• [EXERCISE BRIEF]
Which lines run from the line with "self.entries.iter().find(|e| e.success).map(|e| e.timestamp)" through the line with "assert_eq!(settings.frequency_minutes, 120);" in the entries below? Print them exactly, both ends included, and nothing more.

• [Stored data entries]
--
//! Hydration reminders
//!
//! Settings live in the config file. The schedule decides when a reminder is
//! due, and the history records what was delivered, newest first.

use std::path::{Path, PathBuf};

use chrono::{DateTime, Utc};
use serde::{Deserialize, Serialize};

use crate::client::models::{DailyWaterLog, Goal, User};
use crate::error::{Result, StoreError};

/// Delivered reminders kept on disk
const MAX_HISTORY: usize = 50;

/// History file name inside the data directory
const HISTORY_FILE: &str = "reminders.json";

/// When and how often to remind
#[derive(Debug, Clone, PartialEq, Eq, Serialize, Deserialize)]
#[serde(default)]
pub struct ReminderSettings {
    pub enabled: bool,

    /// Minimum minutes between reminders
    pub frequency_minutes: u32,

    /// First local hour (0-23) reminders may fire
    pub active_hours_start: u32,

    /// Local hour (0-23) reminders stop
    pub active_hours_end: u32,
}

impl Default for ReminderSettings {
    fn default() -> Self {
        Self {
            enabled: true,
            frequency_minutes: 120,
            active_hours_start: 9,
            active_hours_end: 21,
        }
    }
}

impl ReminderSettings {
    /// Settings with the user's stored preferences applied on top.
    ///
    /// Preferences that would produce invalid settings are ignored as a whole.
    pub fn for_user(&self, user: Option<&User>) -> Self {
        let Some(user) = user else {
            return self.clone();
        };

        let merged = Self {
            enabled: self.enabled,
            frequency_minutes: user.reminder_frequency.unwrap_or(self.frequency_minutes),
            active_hours_start: user.active_hours_start.unwrap_or(self.active_hours_start),
            active_hours_end: user.active_hours_end.unwrap_or(self.active_hours_end),
        };
        match merged.validate() {
            Ok(()) => merged,
            Err(e) => {
                log::warn!("Ignoring account reminder preferences: {}", e);
                self.clone()
            }
        }
    }

    pub fn validate(&self) -> std::result::Result<(), String> {
        if self.frequency_minutes == 0 {
            return Err("frequency must be at least 1 minute".to_string());
        }
        if self.active_hours_start > 23 || self.active_hours_end > 24 {
            return Err("active hours must be between 0 and 24".to_string());
        }
        if self.active_hours_start >= self.active_hours_end {
            return Err("active hours must start before they end".to_string());
        }
        Ok(())
    }

    /// Whether `hour` falls in `[start, end)`
    pub fn in_active_hours(&self, hour: u32) -> bool {
        hour >= self.active_hours_start && hour < self.active_hours_end
    }
}

/// Tracks when the last reminder went out
#[derive(Debug, Clone)]
pub struct ReminderSchedule {
    settings: ReminderSettings,
    last_notification: Option<DateTime<Utc>>,
}

impl ReminderSchedule {
    pub fn new(settings: ReminderSettings, last_notification: Option<DateTime<Utc>>) -> Self {
        Self {
            settings,
            last_notification,
        }
    }

    pub fn settings(&self) -> &ReminderSettings {
        &self.settings
    }

    /// Whether a reminder should fire at `now`, whose local hour is `hour`.
    pub fn is_due(&self, hour: u32, now: DateTime<Utc>) -> bool {
        if !self.settings.enabled || !self.settings.in_active_hours(hour) {
            return false;
        }
        match self.last_notification {
            None => true,
            Some(last) => {
                now - last >= chrono::Duration::minutes(i64::from(self.settings.frequency_minutes))
            }
        }
    }

    pub fn mark_sent(&mut self, now: DateTime<Utc>) {
        self.last_notification = Some(now);
    }
}

/// One delivered (or failed) reminder
#[derive(Debug, Clone, PartialEq, Eq, Serialize, Deserialize)]
pub struct ReminderEntry {
    pub id: String,
    pub timestamp: DateTime<Utc>,
    pub success: bool,
}

/// Reminders sent so far, newest first
#[derive(Debug, Clone, Default, Serialize, Deserialize)]
pub struct ReminderHistory {
    entries: Vec<ReminderEntry>,
}

impl ReminderHistory {
    /// Default history file (~/.local/share/hydrate/reminders.json on Linux)
    pub fn default_path() -> Result<PathBuf> {
        let data_base = dirs::data_dir().ok_or(StoreError::NoHome)?;
        Ok(data_base.join("hydrate").join(HISTORY_FILE))
    }

    /// Load history, treating a missing file as empty
    pub fn load(path: &Path) -> Result<Self> {
        if !path.exists() {
            return Ok(Self::default());
        }
        let contents = std::fs::read_to_string(path)?;
        Ok(serde_json::from_str(&contents)?)
    }

    pub fn save(&self, path: &Path) -> Result<()> {
        if let Some(parent) = path.parent() {
            std::fs::create_dir_all(parent)?;
        }
        std::fs::write(path, serde_json::to_string_pretty(self)?)?;
        Ok(())
    }

    /// Record a reminder as the newest entry
    pub fn add(&mut self, timestamp: DateTime<Utc>, success: bool) -> &ReminderEntry {
        self.entries.insert(
            0,
            ReminderEntry {
                id: uuid::Uuid::new_v4().to_string(),
                timestamp,
                success,
            },
        );
        self.entries.truncate(MAX_HISTORY);
        &self.entries[0]
    }

    pub fn clear(&mut self) {
        self.entries.clear();
    }

    pub fn entries(&self) -> &[ReminderEntry] {
        &self.entries
    }

    /// Most recent successful reminder
    pub fn last_sent(&self) -> Option<DateTime<Utc>> {
        self.entries.iter().find(|e| e.success).map(|e| e.timestamp)
    }
}

/// Notification text for the current progress
pub fn reminder_message(today: &DailyWaterLog, goal: &Goal) -> String {
    let remaining = goal.goal_amount.saturating_sub(today.total_amount);
    if remaining == 0 {
        format!(
            "Time to drink some water! Goal reached ({}/{}), keep it up.",
            today.total_amount, goal.goal_amount
        )
    } else {
        format!(
            "Time to drink some water! {}/{} glasses today, {} to go.",
            today.total_amount, goal.goal_amount, remaining
        )
    }
}

#[cfg(test)]
mod tests {
    use super::*;
    use chrono::TimeZone;
    use tempfile::TempDir;

    fn at(hour: u32, minute: u32) -> DateTime<Utc> {
        Utc.with_ymd_and_hms(2025, 6, 4, hour, minute, 0).unwrap()
    }

    fn user(frequency: Option<u32>, start: Option<u32>, end: Option<u32>) -> User {
        let mut user = User::placeholder("sam@example.com", at(8, 0));
        user.reminder_frequency = frequency;
        user.active_hours_start = start;
        user.active_hours_end = end;
        user
    }

    #[test]
    fn test_default_settings() {
        let settings = ReminderSettings::default();
        assert!(settings.enabled);
        assert_eq!(settings.frequency_minutes, 120);
        assert_eq!(
            (settings.active_hours_start, settings.active_hours_end),
            (9, 21)
        );
        assert!(settings.validate().is_ok());
    }

    #[test]
    fn test_user_preferences_override_when_present() {
        let settings = ReminderSettings::default().for_user(Some(&user(Some(60), None, Some(22))));
        assert_eq!(settings.frequency_minutes, 60);
        assert_eq!(settings.active_hours_start, 9);
        assert_eq!(settings.active_hours_end, 22);

        assert_eq!(
            ReminderSettings::default().for_user(None),
            ReminderSettings::default()
        );
    }

    #[test]
    fn test_user_preferences_allow_midnight_start() {
        let settings = ReminderSettings::default().for_user(Some(&user(None, Some(0), Some(6))));
        assert_eq!(settings.active_hours_start, 0);
        assert_eq!(settings.active_hours_end, 6);
        assert!(settings.in_active_hours(0));
    }

    #[test]
    fn test_invalid_user_preferences_ignored() {
        // Profile start lands after the local end
        let settings = ReminderSettings::default().for_user(Some(&user(None, Some(22), None)));
        assert_eq!(settings, ReminderSettings::default());

        let settings = ReminderSettings::default().for_user(Some(&user(Some(0), None, None)));
        assert_eq!(settings, ReminderSettings::default());
    }

    #[test]
    fn test_validate() {
        let mut settings = ReminderSettings::default();
        settings.frequency_minutes = 0;
        assert!(settings.validate().is_err());

        let mut settings = ReminderSettings::default();
        settings.active_hours_start = 22;
        assert!(settings.validate().is_err());
    }

    #[test]
    fn test_due_outside_active_hours() {
        let schedule = ReminderSchedule::new(ReminderSettings::default(), None);
        assert!(!schedule.is_due(8, at(8, 30)));
        assert!(schedule.is_due(9, at(9, 0)));
        assert!(!schedule.is_due(21, at(21, 0)));
    }

    #[test]
    fn test_due_respects_frequency() {
        let mut schedule = ReminderSchedule::new(ReminderSettings::default(), None);
        schedule.mark_sent(at(10, 0));

        assert!(!schedule.is_due(11, at(11, 59)));
        assert!(schedule.is_due(12, at(12, 0)));
    }

    #[test]
    fn test_disabled_never_due() {
        let settings = ReminderSettings {
            enabled: false,
            ..Default::default()
        };
        let schedule = ReminderSchedule::new(settings, None);
        assert!(!schedule.is_due(12, at(12, 0)));
    }

    #[test]
    fn test_history_newest_first() {
        let mut history = ReminderHistory::default();
        history.add(at(10, 0), true);
        history.add(at(12, 0), false);

        assert_eq!(history.entries()[0].timestamp, at(12, 0));
        assert!(!history.entries()[0].success);
        assert_eq!(history.last_sent(), Some(at(10, 0)));

        history.clear();
        assert!(history.entries().is_empty());
    }

    #[test]
    fn test_history_capped() {
        let mut history = ReminderHistory::default();
        for minute in 0..(MAX_HISTORY as u32 + 5) {
            history.add(at(10, 0) + chrono::Duration::minutes(i64::from(minute)), true);
        }
        assert_eq!(history.entries().len(), MAX_HISTORY);
    }

    #[test]
    fn test_history_persisted() {
        let dir = TempDir::new().unwrap();
        let path = dir.path().join(HISTORY_FILE);

        let mut history = ReminderHistory::load(&path).unwrap();
        history.add(at(10, 0), true);
        history.save(&path).unwrap();

        let loaded = ReminderHistory::load(&path).unwrap();
        assert_eq!(loaded.entries(), history.entries());
    }

    #[test]
    fn test_reminder_message() {
        let today = DailyWaterLog {
            date: at(10, 0).date_naive(),
            total_amount: 3,
            logs: Vec::new(),
        };
        let goal = Goal {
            goal_amount: 8,
            id: "g".to_string(),
            user_id: "u".to_string(),
            updated_at: at(8, 0),
        };
        assert!(reminder_message(&today, &goal).contains("3/8"));
        assert!(reminder_message(&today, &goal).contains("5 to go"));
    }
}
--
• [WORKED SOLUTION]
        self.entries.iter().find(|e| e.success).map(|e| e.timestamp)
    }
}

/// Notification text for the current progress
pub fn reminder_message(today: &DailyWaterLog, goal: &Goal) -> String {
    let remaining = goal.goal_amount.saturating_sub(today.total_amount);
    if remaining == 0 {
        format!(
            "Time to drink some water! Goal reached ({}/{}), keep it up.",
            today.total_amount, goal.goal_amount
        )
    } else {
        format!(
            "Time to drink some water! {}/{} glasses today, {} to go.",
            today.total_amount, goal.goal_amount, remaining
        )
    }
}

#[cfg(test)]
mod tests {
    use super::*;
    use chrono::TimeZone;
    use tempfile::TempDir;

    fn at(hour: u32, minute: u32) -> DateTime<Utc> {
        Utc.with_ymd_and_hms(2025, 6, 4, hour, minute, 0).unwrap()
    }

    fn user(frequency: Option<u32>, start: Option<u32>, end: Option<u32>) -> User {
        let mut user = User::placeholder("sam@example.com", at(8, 0));
        user.reminder_frequency = frequency;
        user.active_hours_start = start;
        user.active_hours_end = end;
        user
    }

    #[test]
    fn test_default_settings() {
        let settings = ReminderSettings::default();
        assert!(settings.enabled);
        assert_eq!(settings.frequency_minutes, 120);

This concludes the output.